一年の冬の期末テストには、彼女に点数で勝っていた。お互いに得意な国語で。
美緒は相当悔しがってたな。
見るからに頬をハリセンボンのように膨らませて、面白い顔をしていた。思わず失笑しかけだが、なんとか堪えて次は勝てるよと慰めた。
彼女の機嫌を損ねると、まぁ人並みには面倒くさい。
機嫌を直すための条件はいくつかある。まずは甘い物をあげる。次は彼女の話を聞いてあげる。どうして負けたのか、どうしてここを間違えたのかとかそんなところだ。
最後にストレスを発散できる場所にでも連れて行けば、機嫌はすっかり直っている。
以前の俺と彼女が一緒に過ごす数少ない貴重な時間だった。だから嫌いだったわけじゃない。
学校では才色兼備の男女問わず人気の学生だが、俺の前では本心をさらしてくれる。
素直にそれが嬉しかった。
おっといけない。
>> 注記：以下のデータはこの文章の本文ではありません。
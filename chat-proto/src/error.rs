//! Error type shared by the codec and the framing helpers.

use std::io;

use thiserror::Error;

/// Error produced while encoding or decoding an [`crate::event::Event`], or while
/// reading/writing the length-prefixed frame around it.
#[derive(Error, Debug)]
pub enum ProtocolError {
    #[error("{0}")]
    Io(#[from] io::Error),
    #[error("unknown event type code {0}")]
    UnknownEventCode(u32),
    #[error("frame truncated before a complete event could be read")]
    TruncatedFrame,
    #[error("{0} is not serialisable on the wire")]
    NotSerialisable(&'static str),
    #[error("string field is not valid utf-8")]
    InvalidUtf8,
}
//! Entry point for the `chatserver` binary.
//!
//! `chatserver [afk_time] config_file`: loads the channel descriptors, binds every
//! listener up front (so a single bad port fails the whole server before any client
//! can connect to a partially-started one), spawns each channel's threads, then hands
//! the process over to the operator's admin console on stdin.

mod channel;
mod config;
mod controller;
mod error;
mod handler;
mod protocol;
mod registry;

use std::path::PathBuf;
use std::process::ExitCode;
use std::sync::Arc;

use channel::ChannelServer;
use controller::ServerController;
use registry::ChannelRegistry;

/// Reserved for future idle-disconnect behaviour; accepted and validated but not
/// currently acted upon (see the design's open questions on `afk_time`).
#[allow(dead_code)]
struct Args {
    afk_time: Option<u32>,
    config_file: PathBuf,
}

fn parse_args() -> Option<Args> {
    let mut args: Vec<String> = std::env::args().skip(1).collect();
    match args.len() {
        1 => Some(Args {
            afk_time: None,
            config_file: PathBuf::from(args.remove(0)),
        }),
        2 => {
            let afk_time: u32 = args[0].parse().ok()?;
            if !(1..=1000).contains(&afk_time) {
                return None;
            }
            Some(Args {
                afk_time: Some(afk_time),
                config_file: PathBuf::from(args.remove(1)),
            })
        }
        _ => None,
    }
}

fn main() -> ExitCode {
    tracing_subscriber::fmt()
        .with_env_filter(tracing_subscriber::EnvFilter::from_default_env())
        .init();

    let Some(args) = parse_args() else {
        eprintln!("Usage: chatserver [afk_time] config_file");
        return ExitCode::from(4);
    };

    let descriptors = match config::load(&args.config_file) {
        Ok(descriptors) => descriptors,
        Err(error::ConfigError::Missing) => {
            eprintln!("Usage: chatserver [afk_time] config_file");
            return ExitCode::from(4);
        }
        Err(error::ConfigError::Invalid) => {
            eprintln!("Error: Invalid configuration file.");
            return ExitCode::from(5);
        }
    };

    let mut channels = Vec::with_capacity(descriptors.len());
    for descriptor in descriptors {
        let port = descriptor.port;
        let (channel, admin_rx) = match ChannelServer::bind(descriptor) {
            Ok(pair) => pair,
            Err(_) => {
                eprintln!("Error: unable to listen on port {port}.");
                return ExitCode::from(6);
            }
        };
        channels.push((channel, admin_rx));
    }

    let registry = Arc::new(ChannelRegistry::new(
        channels.iter().map(|(c, _)| c.clone()).collect(),
    ));
    for (channel, admin_rx) in channels {
        channel.start(registry.clone(), admin_rx);
    }

    let controller = Arc::new(ServerController::new(registry));
    let ctrlc_controller = controller.clone();
    let _ = ctrlc::set_handler(move || {
        ctrlc_controller.shutdown();
        println!("[Server Message] Server shuts down.");
        std::process::exit(0);
    });

    controller.run();
    ExitCode::SUCCESS
}
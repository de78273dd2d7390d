//! The tagged event type that crosses the wire, and its codec.
//!
//! Each event serialises as `type_code(4B BE) || body`, where the body layout is
//! fixed per variant. MUTE and EMPTY are in-process-only: the dispatcher
//! synthesises them directly and they are never written to a socket, so encoding one
//! is a programmer error. KICK is dual-purpose — the dispatcher synthesises it
//! in-process to trigger removal, but the affected handler also sends it on to the
//! target socket so the client can observe its own removal and exit cleanly. SEND is
//! reserved for a future file-transfer revision and is likewise not serialisable yet.

use std::io::{Cursor, Read, Write};

use crate::error::ProtocolError;
use crate::io::{ReadChatExt, WriteChatExt};

/// Type code for each variant, matching the order events were first defined in.
mod code {
    pub const QUIT: u32 = 1;
    pub const KICK: u32 = 2;
    pub const SHUTDOWN: u32 = 3;
    pub const MUTE: u32 = 4;
    pub const EMPTY: u32 = 5;
    pub const SEND: u32 = 6;
    pub const WHISPER: u32 = 7;
    pub const LIST: u32 = 8;
    pub const SWITCH: u32 = 9;
    pub const MESSAGE: u32 = 10;
    pub const JOIN: u32 = 11;
}

/// A single tagged event, either received from or destined for a socket.
///
/// `Kick`, `Mute` and `Empty` also double as the server's in-process admin events
/// posted to a channel's event queue. Of the three, only `Kick` ever reaches a
/// socket; `Mute` and `Empty` (and the reserved `Send`) are rejected by [`Event::encode`].
#[derive(Debug, Clone, PartialEq, Eq)]
pub enum Event {
    /// A broadcast chat line. `name` must equal the sending handler's resolved name.
    Message { name: String, message: String },
    /// Sent by a client to leave its channel; echoed back by the server so the
    /// client's read loop can exit.
    Quit { name: String },
    /// A private message. `sender` -> `target`.
    Whisper {
        sender: String,
        target: String,
        message: String,
    },
    /// Request the roster of every channel on the server.
    List { requester: String },
    /// Client -> server: ask to move to `channel`. Server -> client: `channel` holds
    /// the destination port as a decimal string.
    Switch { name: String, channel: String },
    /// Server -> client: confirms admission to `channel`.
    Join { channel: String },
    /// Dispatcher-internal removal signal; also sent on to `target`'s socket so the
    /// client can print a removal notice and exit before the connection closes.
    Kick { target: String },
    /// Server -> client: the channel is shutting down.
    Shutdown,
    /// In-process only: toggle mute for `target`.
    Mute { target: String },
    /// In-process only: evict every member of a channel.
    Empty,
    /// Reserved for file transfer; not yet serialisable.
    Send,
}

impl Event {
    fn variant_name(&self) -> &'static str {
        match self {
            Event::Message { .. } => "MESSAGE",
            Event::Quit { .. } => "QUIT",
            Event::Whisper { .. } => "WHISPER",
            Event::List { .. } => "LIST",
            Event::Switch { .. } => "SWITCH",
            Event::Join { .. } => "JOIN",
            Event::Kick { .. } => "KICK",
            Event::Shutdown => "SHUTDOWN",
            Event::Mute { .. } => "MUTE",
            Event::Empty => "EMPTY",
            Event::Send => "SEND",
        }
    }

    /// Encode this event to its wire representation: `type_code || body`.
    ///
    /// Returns [`ProtocolError::NotSerialisable`] for `Mute`, `Empty` and `Send`,
    /// which never travel over a socket.
    pub fn encode(&self) -> Result<Vec<u8>, ProtocolError> {
        if matches!(self, Event::Mute { .. } | Event::Empty | Event::Send) {
            return Err(ProtocolError::NotSerialisable(self.variant_name()));
        }
        let mut buf = Vec::new();
        self.write(&mut buf).map_err(ProtocolError::Io)?;
        Ok(buf)
    }

    fn write(&self, w: &mut impl Write) -> std::io::Result<()> {
        match self {
            Event::Quit { name } => {
                w.write_chat_u32(code::QUIT)?;
                w.write_chat_string(name)?;
            }
            Event::Whisper {
                sender,
                target,
                message,
            } => {
                w.write_chat_u32(code::WHISPER)?;
                w.write_chat_string(sender)?;
                w.write_chat_string(target)?;
                w.write_chat_string(message)?;
            }
            Event::List { requester } => {
                w.write_chat_u32(code::LIST)?;
                w.write_chat_string(requester)?;
            }
            Event::Switch { name, channel } => {
                w.write_chat_u32(code::SWITCH)?;
                w.write_chat_string(name)?;
                w.write_chat_string(channel)?;
            }
            Event::Message { name, message } => {
                w.write_chat_u32(code::MESSAGE)?;
                w.write_chat_string(name)?;
                w.write_chat_string(message)?;
            }
            Event::Join { channel } => {
                w.write_chat_u32(code::JOIN)?;
                w.write_chat_string(channel)?;
            }
            Event::Shutdown => {
                w.write_chat_u32(code::SHUTDOWN)?;
            }
            Event::Kick { target } => {
                w.write_chat_u32(code::KICK)?;
                w.write_chat_string(target)?;
            }
            Event::Mute { .. } | Event::Empty | Event::Send => {
                unreachable!("checked by encode() before reaching write()")
            }
        }
        Ok(())
    }

    /// Decode a whole event body (the bytes following the outer frame length) as
    /// produced by [`Event::encode`].
    pub fn decode(body: &[u8]) -> Result<Event, ProtocolError> {
        let mut cursor = Cursor::new(body);
        Self::read(&mut cursor)
    }

    fn read(r: &mut impl Read) -> Result<Event, ProtocolError> {
        let type_code = r.read_chat_u32().map_err(|e| match e.kind() {
            std::io::ErrorKind::UnexpectedEof => ProtocolError::TruncatedFrame,
            _ => ProtocolError::Io(e),
        })?;
        Ok(match type_code {
            code::QUIT => Event::Quit {
                name: r.read_chat_string()?,
            },
            code::WHISPER => Event::Whisper {
                sender: r.read_chat_string()?,
                target: r.read_chat_string()?,
                message: r.read_chat_string()?,
            },
            code::LIST => Event::List {
                requester: r.read_chat_string()?,
            },
            code::SWITCH => Event::Switch {
                name: r.read_chat_string()?,
                channel: r.read_chat_string()?,
            },
            code::MESSAGE => Event::Message {
                name: r.read_chat_string()?,
                message: r.read_chat_string()?,
            },
            code::JOIN => Event::Join {
                channel: r.read_chat_string()?,
            },
            code::SHUTDOWN => Event::Shutdown,
            code::KICK => Event::Kick {
                target: r.read_chat_string()?,
            },
            code::MUTE | code::EMPTY | code::SEND => {
                // These codes are never written to a socket by this implementation,
                // but a hostile peer could still send them; decode structurally so
                // callers can reject them instead of desyncing the stream.
                return Err(ProtocolError::UnknownEventCode(type_code));
            }
            other => return Err(ProtocolError::UnknownEventCode(other)),
        })
    }
}

#[cfg(test)]
mod tests {
    use super::*;

    fn roundtrip(event: Event) {
        let bytes = event.encode().expect("serialisable");
        let decoded = Event::decode(&bytes).expect("decodable");
        assert_eq!(event, decoded);
    }

    #[test]
    fn roundtrips_every_serialisable_variant() {
        roundtrip(Event::Message {
            name: "a".into(),
            message: "hello".into(),
        });
        roundtrip(Event::Quit { name: "a".into() });
        roundtrip(Event::Whisper {
            sender: "a".into(),
            target: "b".into(),
            message: "hi".into(),
        });
        roundtrip(Event::List {
            requester: "a".into(),
        });
        roundtrip(Event::Switch {
            name: "a".into(),
            channel: "9002".into(),
        });
        roundtrip(Event::Join {
            channel: "core".into(),
        });
        roundtrip(Event::Shutdown);
        roundtrip(Event::Kick { target: "a".into() });
    }

    #[test]
    fn rejects_in_process_only_variants() {
        assert!(matches!(
            Event::Mute { target: "a".into() }.encode(),
            Err(ProtocolError::NotSerialisable("MUTE"))
        ));
        assert!(matches!(
            Event::Empty.encode(),
            Err(ProtocolError::NotSerialisable("EMPTY"))
        ));
        assert!(matches!(
            Event::Send.encode(),
            Err(ProtocolError::NotSerialisable("SEND"))
        ));
    }

    #[test]
    fn rejects_unknown_type_code() {
        let mut bytes = Vec::new();
        bytes.extend_from_slice(&999u32.to_be_bytes());
        assert!(matches!(
            Event::decode(&bytes),
            Err(ProtocolError::UnknownEventCode(999))
        ));
    }

    #[test]
    fn rejects_truncated_body() {
        let mut bytes = Vec::new();
        bytes.extend_from_slice(&code::MESSAGE.to_be_bytes());
        bytes.extend_from_slice(&5u32.to_be_bytes()); // claims a 5-byte name
        bytes.extend_from_slice(b"ab"); // but only provides 2
        assert!(matches!(
            Event::decode(&bytes),
            Err(ProtocolError::TruncatedFrame)
        ));
    }

    #[test]
    fn stream_decoder_splits_concatenated_frames() {
        use crate::framing;
        let mut buf = Vec::new();
        framing::write_frame(
            &mut buf,
            &Event::Message {
                name: "a".into(),
                message: "one".into(),
            },
        )
        .unwrap();
        framing::write_frame(&mut buf, &Event::Quit { name: "a".into() }).unwrap();

        let mut cursor = Cursor::new(buf);
        let first = framing::read_frame(&mut cursor).unwrap().unwrap();
        let second = framing::read_frame(&mut cursor).unwrap().unwrap();
        assert_eq!(
            first,
            Event::Message {
                name: "a".into(),
                message: "one".into()
            }
        );
        assert_eq!(second, Event::Quit { name: "a".into() });
    }
}
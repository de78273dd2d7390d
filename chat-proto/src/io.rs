//! Read and write extension traits for the primitive fields used by [`crate::event`].
//!
//! Every string field on the wire is a 4-byte big-endian length followed by that many
//! UTF-8 bytes; every other length (entity counts, frame sizes) uses the same 4-byte
//! big-endian encoding. These traits keep that repetition out of the codec itself.

use std::io::{self, Read, Write};

use byteorder::{ReadBytesExt, WriteBytesExt, BE};

use crate::error::ProtocolError;

/// Extension trait with the chat protocol's field-level read methods.
pub trait ReadChatExt: Read {
    #[inline]
    fn read_chat_u32(&mut self) -> io::Result<u32> {
        ReadBytesExt::read_u32::<BE>(self)
    }

    /// Read a length-prefixed UTF-8 string with no cap beyond `u32::MAX`.
    fn read_chat_string(&mut self) -> Result<String, ProtocolError> {
        let len = self.read_chat_u32()? as usize;
        let mut raw = vec![0u8; len];
        self.read_exact(&mut raw).map_err(|e| match e.kind() {
            io::ErrorKind::UnexpectedEof => ProtocolError::TruncatedFrame,
            _ => ProtocolError::Io(e),
        })?;
        String::from_utf8(raw).map_err(|_| ProtocolError::InvalidUtf8)
    }
}

impl<R: Read + ?Sized> ReadChatExt for R {}

/// Extension trait with the chat protocol's field-level write methods.
pub trait WriteChatExt: Write {
    #[inline]
    fn write_chat_u32(&mut self, value: u32) -> io::Result<()> {
        WriteBytesExt::write_u32::<BE>(self, value)
    }

    fn write_chat_string(&mut self, value: &str) -> io::Result<()> {
        self.write_chat_u32(value.len() as u32)?;
        self.write_all(value.as_bytes())
    }
}

impl<W: Write + ?Sized> WriteChatExt for W {}
//! Translation of one line of terminal input into a protocol action.
//!
//! This is the out-of-scope "terminal input loop and command syntax" boundary named
//! in the design: the wire contract is what's tested, this module is just the
//! textual front door onto it.

/// One parsed line of user input.
pub enum Command {
    /// Plain text with no leading `/`: a broadcast MESSAGE.
    Say(String),
    Quit,
    List,
    Whisper { target: String, message: String },
    Switch { channel: String },
    /// Reserved; file transfer is unspecified in this revision.
    Send { target: String, file: String },
    /// Malformed command; the usage string to print locally.
    Usage(&'static str),
}

pub fn parse(line: &str) -> Option<Command> {
    if line.is_empty() {
        return None;
    }
    if !line.starts_with('/') {
        return Some(Command::Say(line.to_string()));
    }
    let well_formed = line == line.trim();
    let parts: Vec<&str> = line.split_whitespace().collect();
    let command = parts[0];
    Some(match command {
        "/quit" => {
            if well_formed && parts.len() == 1 {
                Command::Quit
            } else {
                Command::Usage("Usage: /quit")
            }
        }
        "/list" => {
            if well_formed && parts.len() == 1 {
                Command::List
            } else {
                Command::Usage("Usage: /list")
            }
        }
        "/whisper" => {
            if well_formed && parts.len() >= 3 {
                let target = parts[1].to_string();
                // `parts` already collapsed whitespace runs (`split_whitespace`); rebuild
                // the message from its tokens instead of re-slicing `line`, which would
                // let runs of spaces between words leak a stray leading space into it.
                let message = parts[2..].join(" ");
                Command::Whisper { target, message }
            } else {
                Command::Usage("Usage: /whisper receiver_client_username chat_message")
            }
        }
        "/switch" => {
            if well_formed && parts.len() == 2 {
                Command::Switch {
                    channel: parts[1].to_string(),
                }
            } else {
                Command::Usage("Usage: /switch channel_name")
            }
        }
        "/send" => {
            if well_formed && parts.len() == 3 {
                Command::Send {
                    target: parts[1].to_string(),
                    file: parts[2].to_string(),
                }
            } else {
                Command::Usage("Usage: /send target_client_username file_path")
            }
        }
        // Anything else starting with `/` is just sent as a literal chat line, the
        // same as the reference client's fallback case.
        _ => Command::Say(line.to_string()),
    })
}

#[cfg(test)]
mod tests {
    use super::*;

    #[test]
    fn plain_text_is_a_say() {
        assert!(matches!(parse("hello there").unwrap(), Command::Say(s) if s == "hello there"));
    }

    #[test]
    fn quit_with_trailing_garbage_is_usage() {
        assert!(matches!(parse("/quit now").unwrap(), Command::Usage(_)));
        assert!(matches!(parse("/quit").unwrap(), Command::Quit));
    }

    #[test]
    fn whisper_keeps_the_rest_of_the_line_as_one_message() {
        match parse("/whisper bob hello there friend").unwrap() {
            Command::Whisper { target, message } => {
                assert_eq!(target, "bob");
                assert_eq!(message, "hello there friend");
            }
            _ => panic!("expected Whisper"),
        }
    }

    #[test]
    fn whisper_collapses_runs_of_whitespace_in_the_message() {
        match parse("/whisper bob  hi  there").unwrap() {
            Command::Whisper { target, message } => {
                assert_eq!(target, "bob");
                assert_eq!(message, "hi there");
            }
            _ => panic!("expected Whisper"),
        }
    }

    #[test]
    fn whisper_without_a_message_is_usage() {
        assert!(matches!(parse("/whisper bob").unwrap(), Command::Usage(_)));
    }

    #[test]
    fn switch_needs_exactly_one_argument() {
        match parse("/switch future").unwrap() {
            Command::Switch { channel } => assert_eq!(channel, "future"),
            _ => panic!("expected Switch"),
        }
        assert!(matches!(parse("/switch").unwrap(), Command::Usage(_)));
        assert!(matches!(parse("/switch a b").unwrap(), Command::Usage(_)));
    }

    #[test]
    fn trailing_whitespace_forces_usage() {
        assert!(matches!(parse("/quit ").unwrap(), Command::Usage(_)));
    }

    #[test]
    fn leading_whitespace_means_no_leading_slash_so_its_a_say() {
        // Mirrors the original client: `startswith("/")` is false for " /quit", so it
        // never reaches the command switch at all.
        assert!(matches!(parse(" /quit").unwrap(), Command::Say(s) if s == " /quit"));
    }

    #[test]
    fn unknown_slash_command_falls_back_to_say() {
        assert!(matches!(parse("/frobnicate").unwrap(), Command::Say(_)));
    }
}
ぼーっとしすぎてしまった。
母親の作った朝食が冷めてしまう。とんとんとまな板をリズムよく叩く音、湯が沸くことを知らせるタイマーの音。
あくびをしながら、階段を降りていく。
「おはよう、母さん」
母に挨拶をする。
「おはよう、賢太郎。今起こしに行こうと思ってた。朝ごはん、ウィンナーで良かったよね? それとも昨日のカレーのほうを食べる?」
作業しながら答える。美緒もこんな風に俺の弁当を作ってくれているのかな。
「いや、朝からカレーはちょっとね。ウィンナーで良いや。勝手にご飯をよそって食べるよ。今日の味噌汁は?」
我らの家では必ず朝に味噌汁の具を聞くことになっている。
「今日は、大根の味噌汁。ちょうど温めたからすぐにでも飲めるよ」
「ありがとう、そうする」
俺が礼を言うと母の作業する手が止まる。どうしたのだろう。家事に慣れている母がまさか指でも切ったのか?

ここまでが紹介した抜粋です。